**Prompt**
Reproduce each line from the records that holds "Bloom".

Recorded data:
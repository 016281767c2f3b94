//! Order notifications.
//!
//! State changes write a row into the `notification_jobs` outbox inside their
//! own transaction (see [`outbox::enqueue`]). A background
//! [`outbox::NotificationWorker`] renders and hands each job to a [`Mailer`].

use async_trait::async_trait;
use serde::{Deserialize, Serialize};
use thiserror::Error;
use tracing::info;

use crate::entities::{customer, order, NotificationKind, PaymentMethod};
use crate::payments::round_money;

pub mod outbox;

pub use outbox::{enqueue, NotificationWorker};

pub const STORE_NAME: &str = "Bloom Haven";

#[derive(Debug, Clone, PartialEq, Eq, Serialize, Deserialize)]
pub struct OutgoingMessage {
    pub from: String,
    pub to: String,
    pub subject: String,
    pub body: String,
}

#[derive(Debug, Error)]
pub enum MailerError {
    #[error("transport error: {0}")]
    Transport(String),
    #[error("rejected recipient: {0}")]
    Rejected(String),
}

/// Delivery transport for rendered messages.
#[async_trait]
pub trait Mailer: Send + Sync {
    async fn send(&self, message: &OutgoingMessage) -> Result<(), MailerError>;
}

/// Writes messages to the log instead of sending them.
#[derive(Debug, Clone, Default)]
pub struct LogMailer;

#[async_trait]
impl Mailer for LogMailer {
    async fn send(&self, message: &OutgoingMessage) -> Result<(), MailerError> {
        info!(
            to = %message.to,
            subject = %message.subject,
            body_len = message.body.len(),
            "Dispatching notification"
        );
        Ok(())
    }
}

/// Builds the message for `kind`. `to` is the customer's email address.
pub fn render(
    kind: NotificationKind,
    order: &order::Model,
    customer: &customer::Model,
    from: &str,
    to: &str,
) -> OutgoingMessage {
    let (subject, body) = match kind {
        NotificationKind::Confirmation => (
            format!("Order #{} Confirmation", order.id),
            format!(
                "Hi {},\n\nThank you for shopping with {}. Your order #{} is confirmed.\nTotal: {} {}\nPayment: {}\n",
                customer.username,
                STORE_NAME,
                order.id,
                order.currency,
                round_money(order.total_amount),
                order.payment_method,
            ),
        ),
        NotificationKind::Cancellation => {
            let mut body = format!(
                "Hi {},\n\nYour order #{} has been cancelled.\n",
                customer.username, order.id
            );
            if order.payment_method == PaymentMethod::Online {
                body.push_str(&format!(
                    "A refund of {} {} has been initiated and should reach your account within 5-7 business days.\n",
                    order.currency, round_money(order.total_amount)
                ));
            }
            (format!("Order Cancelled - {}", STORE_NAME), body)
        }
    };

    OutgoingMessage {
        from: from.to_string(),
        to: to.to_string(),
        subject,
        body,
    }
}

#[cfg(test)]
mod tests {
    use super::*;
    use crate::entities::{OrderStatus, PaymentStatus};
    use chrono::Utc;
    use rust_decimal_macros::dec;
    use uuid::Uuid;

    fn order(method: PaymentMethod) -> order::Model {
        order::Model {
            id: Uuid::new_v4(),
            customer_id: Uuid::new_v4(),
            idempotency_key: "k".into(),
            payment_method: method,
            status: OrderStatus::Cancelled,
            payment_status: PaymentStatus::Refunded,
            total_amount: dec!(35.50),
            currency: "INR".into(),
            gateway_order_id: None,
            gateway_payment_id: None,
            created_at: Utc::now(),
            updated_at: Utc::now(),
        }
    }

    fn customer() -> customer::Model {
        customer::Model {
            id: Uuid::new_v4(),
            user_id: Uuid::new_v4(),
            username: "anu".into(),
            email: Some("anu@example.com".into()),
            phone_number: None,
            address: None,
            pincode: None,
            created_at: Utc::now(),
            updated_at: Utc::now(),
        }
    }

    #[test]
    fn confirmation_subject_names_the_order() {
        let order = order(PaymentMethod::CashOnDelivery);
        let msg = render(
            NotificationKind::Confirmation,
            &order,
            &customer(),
            "shop@example.com",
            "anu@example.com",
        );
        assert_eq!(msg.subject, format!("Order #{} Confirmation", order.id));
        assert!(msg.body.contains("35.50"));
    }

    #[test]
    fn online_cancellation_mentions_refund_window() {
        let msg = render(
            NotificationKind::Cancellation,
            &order(PaymentMethod::Online),
            &customer(),
            "shop@example.com",
            "anu@example.com",
        );
        assert_eq!(msg.subject, "Order Cancelled - Bloom Haven");
        assert!(msg.body.contains("5-7 business days"));

        let cod = render(
            NotificationKind::Cancellation,
            &order(PaymentMethod::CashOnDelivery),
            &customer(),
            "shop@example.com",
            "anu@example.com",
        );
        assert!(!cod.body.contains("refund"));
    }
}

**Solution to this task**
pub const STORE_NAME: &str = "Bloom Haven";
        assert_eq!(msg.subject, "Order Cancelled - Bloom Haven");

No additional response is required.